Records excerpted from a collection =
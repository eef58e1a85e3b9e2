//! Prompt assembly for crosswalk generation

use crate::models::UserInput;
use crate::validation::{CAP_RATE_TOLERANCE, HISTORICAL_YEARS, PER_UNIT_TOLERANCE};
use uuid::Uuid;

pub const SYSTEM_PROMPT: &str = r#"You are a commercial real estate data specialist generating complete, realistic
property data for a multifamily apartment appraisal.

All dollar amounts are integers (no cents). Percentages are floats in points
(5.25 means 5.25%). Every mathematical relationship in the schema must hold
exactly; the document is checked mechanically and rejected otherwise.

Respond with ONE JSON object and nothing else: no prose, no markdown fences."#;

const TOOL_WORKFLOW: &str = r#"Arithmetic tools are available. BEFORE assembling the final JSON, use them
to compute every derived total, and copy the EXACT values they return:
1. compute_unit_mix_total_sf for each unit mix row.
2. compute_price_per_unit for each comparable sale.
3. compute_financial_metrics with all income and expense line items (PGI, EGI,
   total operating expenses, NOI).
4. compute_valuation_metrics with the NOI and your chosen cap rate.
5. verify_sum to confirm unit_mix counts sum to total_units.
Never estimate or round differently than the tools."#;

/// Field-by-field description of the document, with every rule it must satisfy.
pub fn schema_description() -> String {
    format!(
        r#"Produce a single JSON object matching this exact schema.

Top-level keys:
  job_id             - use the provided value exactly
  generated_at       - ISO-8601 UTC timestamp string

property_identification:
  property_name, address, city, state (2-letter), zip ("NNNNN" or "NNNNN-NNNN"),
  county, legal_description, tax_parcel_numbers (list of strings),
  current_owner, year_built (int 1900-2030), effective_age (int 0-130)

property_physical:
  total_units (int 1-2000), total_buildings (int >= 1),
  building_type ("garden-style" | "mid-rise" | "high-rise"),
  stories (int 1-100), gross_building_area_sf (int > 0),
  site_area_acres (float > 0), site_area_sf (int > 0),
  parking_spaces (int), parking_ratio (float >= 0),
  unit_mix (list of objects):
    unit_type (str), count (int > 0), avg_size_sf (int > 0),
    total_sf (int), bedrooms (int), bathrooms (int >= 1)
    RULE: total_sf = count * avg_size_sf
  amenities (list of strings)
  RULE: sum of unit_mix[].count = total_units

market_data:
  submarket (str), submarket_vacancy_rate (float 0-100),
  submarket_rent_growth_yoy (float),
  comparable_properties (list, at least 4):
    name, address, units (int > 0), year_built (int 1900-2030),
    occupancy (float 0-100), avg_rent_per_unit (float > 0)
  comparable_sales (list, at least 3):
    property (str), sale_date (str ISO date), sale_price (int > 0), units (int > 0),
    price_per_unit (int), cap_rate (float 0-100), noi (int > 0)
    RULE: price_per_unit = round(sale_price / units), within {per_unit}

financial_data:
  effective_date (str ISO date),
  occupancy:
    physical_percent (float 0-100), occupied_units (int), vacant_units (int)
    RULE: occupied_units + vacant_units = total_units
  market_rents_monthly (object unit_type -> int)
  in_place_rents_monthly (object unit_type -> int)
  pro_forma_income:
    potential_gross_rental_income (int > 0), other_income (int >= 0),
    potential_gross_income (int), vacancy_collection_loss_percent (float 0-100),
    vacancy_collection_loss_amount (int >= 0), effective_gross_income (int)
    RULE: potential_gross_income = potential_gross_rental_income + other_income
    RULE: effective_gross_income = potential_gross_income - vacancy_collection_loss_amount
  pro_forma_expenses:
    real_estate_taxes, insurance, utilities, repairs_maintenance, payroll,
    management_fee_percent (float 0-100), management_fee_amount (int),
    marketing, administrative, replacement_reserves (all int >= 0),
    total_operating_expenses (int), expense_per_unit (int)
    RULE: total_operating_expenses = sum of the nine line items above
  net_operating_income (int > 0)
    RULE: net_operating_income = effective_gross_income - total_operating_expenses
  historical_t12 (object with exactly {years} keys "year_1", "year_2", "year_3"):
    rental_income (int), other_income (int), vacancy_loss (int, negative),
    effective_gross_income (int), operating_expenses (int),
    net_operating_income (int)
    RULE: effective_gross_income = rental_income + other_income + vacancy_loss
    RULE: net_operating_income = effective_gross_income - operating_expenses

valuation:
  sales_comparison_approach:
    indicated_value (int > 0), value_per_unit (int), value_per_sf (float)
  income_approach:
    stabilized_noi (int > 0), cap_rate (float 0-100), indicated_value (int > 0)
    RULE: cap_rate = round(stabilized_noi / indicated_value * 100, 2), within {cap}
  final_value_conclusion:
    market_value (int > 0), value_per_unit (int), value_per_sf (float),
    effective_date (str ISO date)
  RULE (each approach and the conclusion):
    value_per_unit = round(value / total_units), within {per_unit}
    value_per_sf = round(value / gross_building_area_sf, 2)"#,
        per_unit = PER_UNIT_TOLERANCE,
        years = HISTORICAL_YEARS,
        cap = CAP_RATE_TOLERANCE,
    )
}

/// The first-attempt prompt for a job.
pub fn build_prompt(input: &UserInput, job_id: Uuid, tools_enabled: bool) -> String {
    let property_name = input
        .property_name
        .as_deref()
        .filter(|name| !name.trim().is_empty())
        .unwrap_or("Generate an appropriate professional property name");

    let mut prompt = format!(
        r#"Generate complete, realistic crosswalk data for a synthetic multifamily
appraisal report based on the following user input:

Property Name: {property_name}
Property Address: {address}
City: {city}
State: {state}
Total Units: {units}
Year Built: {year_built}
Property Type: {property_type}

Use this job_id exactly: {job_id}

---
SCHEMA REQUIREMENTS:
{schema}
---

Decide on realistic line-item values for the {city}, {state} market, then derive
every total from them."#,
        property_name = property_name,
        address = input.address,
        city = input.city,
        state = input.state,
        units = input.units,
        year_built = input.year_built,
        property_type = input.property_type,
        job_id = job_id,
        schema = schema_description(),
    );

    if tools_enabled {
        prompt.push_str("\n\n");
        prompt.push_str(TOOL_WORKFLOW);
    }

    prompt
}

/// Append one round of corrective feedback to the running prompt.
pub fn append_feedback(prompt: &mut String, attempt: u32, feedback: &str) {
    prompt.push_str(&format!(
        "\n\nATTEMPT {} FAILED VALIDATION.\n{}",
        attempt, feedback
    ));
}

#[cfg(test)]
mod tests {
    use super::*;
    use crate::models::BuildingType;

    fn input() -> UserInput {
        UserInput {
            property_name: None,
            address: "1234 Main Street".to_string(),
            city: "Denver".to_string(),
            state: "CO".to_string(),
            units: 200,
            year_built: 2018,
            property_type: BuildingType::MidRise,
        }
    }

    #[test]
    fn test_prompt_carries_facts_and_job_id() {
        let job_id = Uuid::new_v4();
        let prompt = build_prompt(&input(), job_id, false);

        assert!(prompt.contains(&format!("Use this job_id exactly: {}", job_id)));
        assert!(prompt.contains("Total Units: 200"));
        assert!(prompt.contains("Property Type: mid-rise"));
        assert!(prompt.contains("Generate an appropriate professional property name"));
        assert!(prompt.contains(&schema_description()));
        assert!(!prompt.contains("compute_financial_metrics"));
    }

    #[test]
    fn test_tool_workflow_only_when_enabled() {
        let prompt = build_prompt(&input(), Uuid::new_v4(), true);
        assert!(prompt.contains("compute_valuation_metrics"));
    }

    #[test]
    fn test_schema_states_every_identity() {
        let schema = schema_description();
        for rule in [
            "total_sf = count * avg_size_sf",
            "sum of unit_mix[].count = total_units",
            "occupied_units + vacant_units = total_units",
            "net_operating_income = effective_gross_income - total_operating_expenses",
            "cap_rate = round(stabilized_noi / indicated_value * 100, 2), within 0.05",
            "price_per_unit = round(sale_price / units), within 1",
        ] {
            assert!(schema.contains(rule), "missing rule: {}", rule);
        }
    }

    #[test]
    fn test_feedback_accumulates() {
        let mut prompt = String::from("base");
        append_feedback(&mut prompt, 1, "first");
        append_feedback(&mut prompt, 2, "second");

        assert!(prompt.starts_with("base"));
        assert!(prompt.contains("ATTEMPT 1 FAILED VALIDATION.\nfirst"));
        assert!(prompt.ends_with("ATTEMPT 2 FAILED VALIDATION.\nsecond"));
    }
}
//! Field constraints and cross-field identities

use lazy_static::lazy_static;
use regex::Regex;
use std::fmt::Display;

use super::{Violation, HISTORICAL_YEAR_LABELS, PER_SF_TOLERANCE, PER_UNIT_TOLERANCE};
use crate::models::{
    round2, ComparableProperty, ComparableSale, CrosswalkDocument, FinancialData,
    HistoricalYear, MarketData, Occupancy, ProFormaExpenses, ProFormaIncome,
    PropertyIdentification, PropertyPhysical, UnitMixRow, UserInput, Valuation,
};

lazy_static! {
    static ref ZIP_PATTERN: Regex = Regex::new(r"^\d{5}(-\d{4})?$").expect("zip pattern");
}

const FLOAT_EPSILON: f64 = 1e-9;

/// Accumulates violations; never stops at the first one.
pub(crate) struct Checker {
    violations: Vec<Violation>,
}
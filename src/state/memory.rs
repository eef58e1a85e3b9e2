use super::{check_path, job_key, JobStore};
use crate::error::CrosswalkError;
use crate::Result;
use std::collections::BTreeMap;
use std::sync::Arc;
use tokio::sync::RwLock;
use uuid::Uuid;

/// In-memory job store for development and tests
#[derive(Clone)]
pub struct InMemoryJobStore {
    objects: Arc<RwLock<BTreeMap<String, Vec<u8>>>>,
}

impl InMemoryJobStore {
    pub fn new() -> Self {
        Self {
            objects: Arc::new(RwLock::new(BTreeMap::new())),
        }
    }

    pub async fn is_empty(&self) -> bool {
        self.objects.read().await.is_empty()
    }

    pub async fn len(&self) -> usize {
        self.objects.read().await.len()
    }
}

impl Default for InMemoryJobStore {
    fn default() -> Self {
        Self::new()
    }
}

#[async_trait::async_trait]
impl JobStore for InMemoryJobStore {
    async fn read(&self, job_id: Uuid, path: &str) -> Result<Vec<u8>> {
        check_path(path)?;
        let objects = self.objects.read().await;
        objects
            .get(&job_key(job_id, path))
            .cloned()
            .ok_or_else(|| CrosswalkError::NotFound {
                job_id,
                path: path.to_string(),
            })
    }

    async fn write(&self, job_id: Uuid, path: &str, bytes: Vec<u8>) -> Result<String> {
        check_path(path)?;
        let key = job_key(job_id, path);
        let mut objects = self.objects.write().await;
        objects.insert(key.clone(), bytes);
        Ok(key)
    }

    async fn list(&self, job_id: Uuid, prefix: &str) -> Result<Vec<String>> {
        let full_prefix = job_key(job_id, prefix);
        let objects = self.objects.read().await;
        Ok(objects
            .keys()
            .filter(|key| key.starts_with(&full_prefix))
            .cloned()
            .collect())
    }
}

#[cfg(test)]
mod tests {
    use super::*;

    #[tokio::test]
    async fn test_read_write_list() {
        let store = InMemoryJobStore::new();
        let job_id = Uuid::new_v4();

        let location = store
            .write(job_id, "sections/01.md", b"# Intro".to_vec())
            .await
            .unwrap();
        assert_eq!(location, job_key(job_id, "sections/01.md"));
        store.write(job_id, "input.json", b"{}".to_vec()).await.unwrap();
        store
            .write(Uuid::new_v4(), "input.json", b"{}".to_vec())
            .await
            .unwrap();

        assert_eq!(store.read(job_id, "sections/01.md").await.unwrap(), b"# Intro");
        assert_eq!(store.list(job_id, "").await.unwrap().len(), 2);
        assert_eq!(
            store.list(job_id, "sections/").await.unwrap(),
            vec![job_key(job_id, "sections/01.md")]
        );
        assert_eq!(store.len().await, 3);
    }
}
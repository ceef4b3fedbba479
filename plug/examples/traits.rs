use fibre_plug::{resolve, Component, Container, Contract, DescriptorBuilder, Dispose, Singleton};

// 1. Define the abstraction (the trait) and mark it as a contract.
trait Logger: Send + Sync {
  fn log(&self, message: &str);
}
impl Contract for dyn Logger {}

// 2. Define a concrete implementation that needs cleanup.
struct ConsoleLogger {
  prefix: String,
}

impl Logger for ConsoleLogger {
  fn log(&self, message: &str) {
    println!("[{}]: {}", self.prefix, message);
  }
}

impl Dispose for ConsoleLogger {
  fn dispose(&self) {
    println!("[{}]: flushed and closed.", self.prefix);
  }
}

// 3. Describe how to build it and which contracts it satisfies.
impl Component for ConsoleLogger {
  type Params = (String,);

  fn construct((prefix,): (String,)) -> Self {
    ConsoleLogger { prefix }
  }

  fn describe(descriptor: DescriptorBuilder<Self>) -> DescriptorBuilder<Self> {
    descriptor
      .implements::<dyn Logger>(|logger| logger)
      .disposable()
  }
}

fn main() {
  let container = Container::new();

  // --- Registration ---
  // The container stores the ConsoleLogger but serves it as `dyn Logger`.
  container.register::<dyn Logger, ConsoleLogger>(Singleton).unwrap();

  // --- Resolution and Usage ---
  let logger = resolve!(in container => dyn Logger; "CONSOLE LOG".to_string());
  logger.log("Starting report generation.");
  logger.log("Finished report generation.");

  // --- Release ---
  // Removing the binding disposes the held instance exactly once.
  container.remove::<dyn Logger>();
}
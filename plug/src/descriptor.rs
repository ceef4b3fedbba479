//! Runtime type descriptors for contracts and their implementations.

use crate::activator::{Activator, Argument, Params};
use crate::error::{ConstructionError, Error, Result};
use crate::instance::Instance;

use std::any::{type_name, Any, TypeId};
use std::collections::HashMap;
use std::fmt;
use std::hash::{Hash, Hasher};
use std::marker::PhantomData;
use std::mem::size_of;
use std::sync::Arc;

use dashmap::DashMap;
use once_cell::sync::Lazy;

// Descriptors derived through `TypeDescriptor::of`, one per implementation type.
static DESCRIPTORS: Lazy<DashMap<TypeId, TypeDescriptor>> = Lazy::new(DashMap::new);

/// Marks a trait object type as something that can be registered as a contract.
///
/// Only trait object types (`dyn Trait`) are contracts. Implementing this for
/// a sized type compiles, but such a type is rejected with
/// [`Error::InvalidType`] when used as the contract of a registration.
///
/// ```
/// use fibre_plug::Contract;
///
/// trait Animal: Send + Sync {
///   fn speak(&self) -> String;
/// }
///
/// impl Contract for dyn Animal {}
/// ```
pub trait Contract: Send + Sync + 'static {}

/// An explicit cleanup capability.
///
/// When a registration is released (removed, torn down or dropped) and its
/// held instance's type was described as [`disposable`](DescriptorBuilder::disposable),
/// `dispose` is invoked exactly once.
///
/// Implementing this trait alone does nothing: the type's descriptor must opt
/// in through [`DescriptorBuilder::disposable`], usually from
/// [`Component::describe`]. Without it the instance is simply dropped.
///
/// ```
/// use fibre_plug::{Component, DescriptorBuilder, Dispose, TypeDescriptor};
///
/// struct Socket;
/// impl Dispose for Socket {
///   fn dispose(&self) {}
/// }
/// impl Component for Socket {
///   type Params = ();
///   fn construct(_: ()) -> Self { Socket }
///   fn describe(d: DescriptorBuilder<Self>) -> DescriptorBuilder<Self> { d.disposable() }
/// }
///
/// assert!(TypeDescriptor::of::<Socket>().is_disposable());
/// ```
pub trait Dispose {
  fn dispose(&self);
}

/// A concrete type that knows how to describe and construct itself.
///
/// The descriptor derived from this impl is built once per type and cached
/// for the life of the process.
pub trait Component: Any + Send + Sync + Sized {
  /// Positional constructor parameters.
  type Params: Params;

  fn construct(params: Self::Params) -> Self;

  /// Declares the contracts this type satisfies and its optional capabilities.
  ///
  /// The default declares nothing: the type satisfies no contract and is not
  /// disposed on release, even if it implements [`Dispose`]. Call
  /// [`DescriptorBuilder::implements`] for each contract and
  /// [`DescriptorBuilder::disposable`] to opt into disposal.
  fn describe(descriptor: DescriptorBuilder<Self>) -> DescriptorBuilder<Self> {
    descriptor
  }
}

/// Whether a descriptor stands for an abstract contract or a concrete type.
#[derive(Debug, Clone, Copy, PartialEq, Eq, Hash)]
#[cfg_attr(feature = "serde", derive(serde::Serialize, serde::Deserialize))]
pub enum TypeKind {
  Contract,
  Concrete,
}

impl fmt::Display for TypeKind {
  fn fmt(&self, f: &mut fmt::Formatter<'_>) -> fmt::Result {
    match self {
      TypeKind::Contract => write!(f, "contract"),
      TypeKind::Concrete => write!(f, "concrete"),
    }
  }
}

type Upcast =
  Arc<dyn Fn(Arc<dyn Any + Send + Sync>) -> Option<Box<dyn Any + Send + Sync>> + Send + Sync>;
type Disposer = Arc<dyn Fn(&(dyn Any + Send + Sync)) + Send + Sync>;

struct DescriptorInner {
  id: TypeId,
  name: &'static str,
  kind: TypeKind,
  activator: Option<Activator>,
  contracts: HashMap<TypeId, Upcast>,
  disposer: Option<Disposer>,
}

/// The runtime descriptor of a contract or an implementation type.
///
/// Cloning is cheap. Two descriptors are equal when they describe the same type.
#[derive(Clone)]
pub struct TypeDescriptor {
  inner: Arc<DescriptorInner>,
}

impl TypeDescriptor {
  /// Describes a contract (trait object) type.
  ///
  /// A sized type marked as [`Contract`] is still described as concrete, so
  /// registering against it fails validation.
  pub fn contract<C: Contract + ?Sized>() -> Self {
    // Only unsized types are addressed through fat pointers.
    let kind = if size_of::<*const C>() == size_of::<*const ()>() {
      TypeKind::Concrete
    } else {
      TypeKind::Contract
    };

    Self {
      inner: Arc::new(DescriptorInner {
        id: TypeId::of::<C>(),
        name: type_name::<C>(),
        kind,
        activator: None,
        contracts: HashMap::new(),
        disposer: None,
      }),
    }
  }

  /// Returns the cached descriptor of a [`Component`], deriving it on first use.
  pub fn of<T: Component>() -> Self {
    let id = TypeId::of::<T>();
    if let Some(descriptor) = DESCRIPTORS.get(&id) {
      return descriptor.value().clone();
    }

    // Built outside the map so `describe` may itself look up other components.
    let built = T::describe(DescriptorBuilder::new().constructor(T::construct)).build();
    DESCRIPTORS.entry(id).or_insert(built).value().clone()
  }

  /// Starts a descriptor for a concrete type assembled by hand.
  pub fn builder<T: Any + Send + Sync>() -> DescriptorBuilder<T> {
    DescriptorBuilder::new()
  }

  pub fn id(&self) -> TypeId {
    self.inner.id
  }

  pub fn name(&self) -> &'static str {
    self.inner.name
  }

  pub fn kind(&self) -> TypeKind {
    self.inner.kind
  }

  pub fn is_contract(&self) -> bool {
    self.inner.kind == TypeKind::Contract
  }

  pub fn is_concrete(&self) -> bool {
    self.inner.kind == TypeKind::Concrete
  }

  pub fn activator(&self) -> Option<&Activator> {
    self.inner.activator.as_ref()
  }

  pub fn is_disposable(&self) -> bool {
    self.inner.disposer.is_some()
  }

  /// True when instances of this type can be served as `contract`.
  pub fn is_assignable_to(&self, contract: &TypeDescriptor) -> bool {
    self.inner.contracts.contains_key(&contract.id())
  }

  /// Constructs a new instance of this type from positional arguments.
  pub fn activate(&self, args: &[Argument]) -> Result<Instance> {
    let activator = self
      .inner
      .activator
      .as_ref()
      .ok_or(ConstructionError::NoConstructor)
      .map_err(|source| self.construction_failure(source))?;

    let value = activator
      .invoke(args)
      .map_err(|source| self.construction_failure(source))?;

    tracing::debug!(implementation = self.name(), args = args.len(), "constructed instance");
    Ok(Instance::new(value, self.clone()))
  }

  /// Wraps an already built value as an instance of this type, or `None` if
  /// the value is of a different type.
  pub(crate) fn wrap(&self, value: Arc<dyn Any + Send + Sync>) -> Option<Instance> {
    ((*value).type_id() == self.id()).then(|| Instance::new(value, self.clone()))
  }

  pub(crate) fn upcast(
    &self,
    contract: TypeId,
    value: Arc<dyn Any + Send + Sync>,
  ) -> Option<Box<dyn Any + Send + Sync>> {
    let upcast = self.inner.contracts.get(&contract)?;
    upcast(value)
  }

  pub(crate) fn dispose(&self, value: &(dyn Any + Send + Sync)) {
    if let Some(disposer) = &self.inner.disposer {
      disposer(value);
    }
  }

  fn construction_failure(&self, source: ConstructionError) -> Error {
    Error::ConstructionFailure {
      implementation: self.name(),
      source,
    }
  }
}

impl PartialEq for TypeDescriptor {
  fn eq(&self, other: &Self) -> bool {
    self.inner.id == other.inner.id
  }
}

impl Eq for TypeDescriptor {}

impl Hash for TypeDescriptor {
  fn hash<H: Hasher>(&self, state: &mut H) {
    self.inner.id.hash(state);
  }
}

impl fmt::Debug for TypeDescriptor {
  fn fmt(&self, f: &mut fmt::Formatter<'_>) -> fmt::Result {
    f.debug_struct("TypeDescriptor")
      .field("name", &self.inner.name)
      .field("kind", &self.inner.kind)
      .field("constructible", &self.inner.activator.is_some())
      .field("contracts", &self.inner.contracts.len())
      .field("disposable", &self.inner.disposer.is_some())
      .finish()
  }
}

/// Assembles the descriptor of a concrete type `T`.
pub struct DescriptorBuilder<T> {
  activator: Option<Activator>,
  contracts: HashMap<TypeId, Upcast>,
  disposer: Option<Disposer>,
  _marker: PhantomData<fn() -> T>,
}

impl<T: Any + Send + Sync> DescriptorBuilder<T> {
  pub fn new() -> Self {
    Self {
      activator: None,
      contracts: HashMap::new(),
      disposer: None,
      _marker: PhantomData,
    }
  }

  /// Sets the constructor. A type without one can be registered but never activated.
  pub fn constructor<P: Params>(mut self, constructor: impl Fn(P) -> T + Send + Sync + 'static) -> Self {
    self.activator = Some(Activator::new(constructor));
    self
  }

  /// Declares that `T` satisfies contract `C`, with the conversion that views
  /// a `T` as a `C`. Usually the identity closure `|it| it`.
  pub fn implements<C: Contract + ?Sized>(
    mut self,
    cast: impl Fn(Arc<T>) -> Arc<C> + Send + Sync + 'static,
  ) -> Self {
    let upcast: Upcast = Arc::new(move |value: Arc<dyn Any + Send + Sync>| {
      let concrete = value.downcast::<T>().ok()?;
      Some(Box::new(cast(concrete)) as Box<dyn Any + Send + Sync>)
    });
    self.contracts.insert(TypeId::of::<C>(), upcast);
    self
  }

  pub fn build(self) -> TypeDescriptor {
    TypeDescriptor {
      inner: Arc::new(DescriptorInner {
        id: TypeId::of::<T>(),
        name: type_name::<T>(),
        kind: TypeKind::Concrete,
        activator: self.activator,
        contracts: self.contracts,
        disposer: self.disposer,
      }),
    }
  }
}

impl<T: Any + Send + Sync + Dispose> DescriptorBuilder<T> {
  /// Registers [`Dispose::dispose`] as the cleanup hook for instances of `T`.
  pub fn disposable(mut self) -> Self {
    self.disposer = Some(Arc::new(|value: &(dyn Any + Send + Sync)| {
      if let Some(concrete) = value.downcast_ref::<T>() {
        concrete.dispose();
      }
    }));
    self
  }
}

impl<T: Any + Send + Sync> Default for DescriptorBuilder<T> {
  fn default() -> Self {
    Self::new()
  }
}
use fibre_plug::{args, global, Component, Contract, DescriptorBuilder, Singleton, Transient};
use std::sync::atomic::{AtomicUsize, Ordering};
use std::sync::Arc;

// A service that gets a unique ID upon creation.
trait Tracker: Send + Sync {
  fn id(&self) -> usize;
}
impl Contract for dyn Tracker {}

trait Scratch: Send + Sync {
  fn id(&self) -> usize;
}
impl Contract for dyn Scratch {}

// A global, thread-safe counter to generate unique IDs.
static ID_COUNTER: AtomicUsize = AtomicUsize::new(0);

struct RequestTracker {
  id: usize,
  label: String,
}

impl Tracker for RequestTracker {
  fn id(&self) -> usize {
    self.id
  }
}

impl Scratch for RequestTracker {
  fn id(&self) -> usize {
    self.id
  }
}

impl Component for RequestTracker {
  type Params = (String,);

  fn construct((label,): (String,)) -> Self {
    let id = ID_COUNTER.fetch_add(1, Ordering::SeqCst);
    println!("Creating RequestTracker #{} ({})...", id, label);
    RequestTracker { id, label }
  }

  fn describe(descriptor: DescriptorBuilder<Self>) -> DescriptorBuilder<Self> {
    descriptor
      .implements::<dyn Tracker>(|tracker| tracker)
      .implements::<dyn Scratch>(|tracker| tracker)
  }
}

fn main() {
  // --- Registration ---
  // The same implementation, bound to two contracts with different strategies.
  global().register::<dyn Tracker, RequestTracker>(Singleton).unwrap();
  global().register::<dyn Scratch, RequestTracker>(Transient).unwrap();

  println!("--- Resolving Singletons ---");
  let s1 = global().resolve_with::<dyn Tracker>(&args!["shared".to_string()]).unwrap();
  // Arguments are ignored once the singleton exists.
  let s2 = global().resolve_with::<dyn Tracker>(&args!["ignored".to_string()]).unwrap();
  println!("Singleton 1 ID: {}, Singleton 2 ID: {}", s1.id(), s2.id());
  assert!(Arc::ptr_eq(&s1, &s2), "Singleton instances should be identical");

  println!("\n--- Resolving Transients ---");
  let t1 = global().resolve_with::<dyn Scratch>(&args!["first".to_string()]).unwrap();
  let t2 = global().resolve_with::<dyn Scratch>(&args!["second".to_string()]).unwrap();
  println!("Transient 1 ID: {}, Transient 2 ID: {}", t1.id(), t2.id());
  assert_ne!(t1.id(), t2.id(), "Transient instances should be different");

  let registration = global().registration::<dyn Tracker>().unwrap();
  println!(
    "\n{} last resolved at {:?}",
    registration.contract().name(),
    registration.last_resolved()
  );
  if let Some(instance) = registration.instance() {
    if let Some(tracker) = instance.downcast::<RequestTracker>() {
      println!("Held singleton is labelled '{}'.", tracker.label);
    }
  }
}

Exercise prompt =
Exactly as written, repeat each line from the beginning of the data above to the line containing "const TOOL_WORKFLOW: &str", inclusive.

Response =
repository eef58e1a85e3b9e2
//! Prompt assembly for crosswalk generation

use crate::models::UserInput;
use crate::validation::{CAP_RATE_TOLERANCE, HISTORICAL_YEARS, PER_UNIT_TOLERANCE};
use uuid::Uuid;

pub const SYSTEM_PROMPT: &str = r#"You are a commercial real estate data specialist generating complete, realistic
property data for a multifamily apartment appraisal.

All dollar amounts are integers (no cents). Percentages are floats in points
(5.25 means 5.25%). Every mathematical relationship in the schema must hold
exactly; the document is checked mechanically and rejected otherwise.

Respond with ONE JSON object and nothing else: no prose, no markdown fences."#;

const TOOL_WORKFLOW: &str = r#"Arithmetic tools are available. BEFORE assembling the final JSON, use them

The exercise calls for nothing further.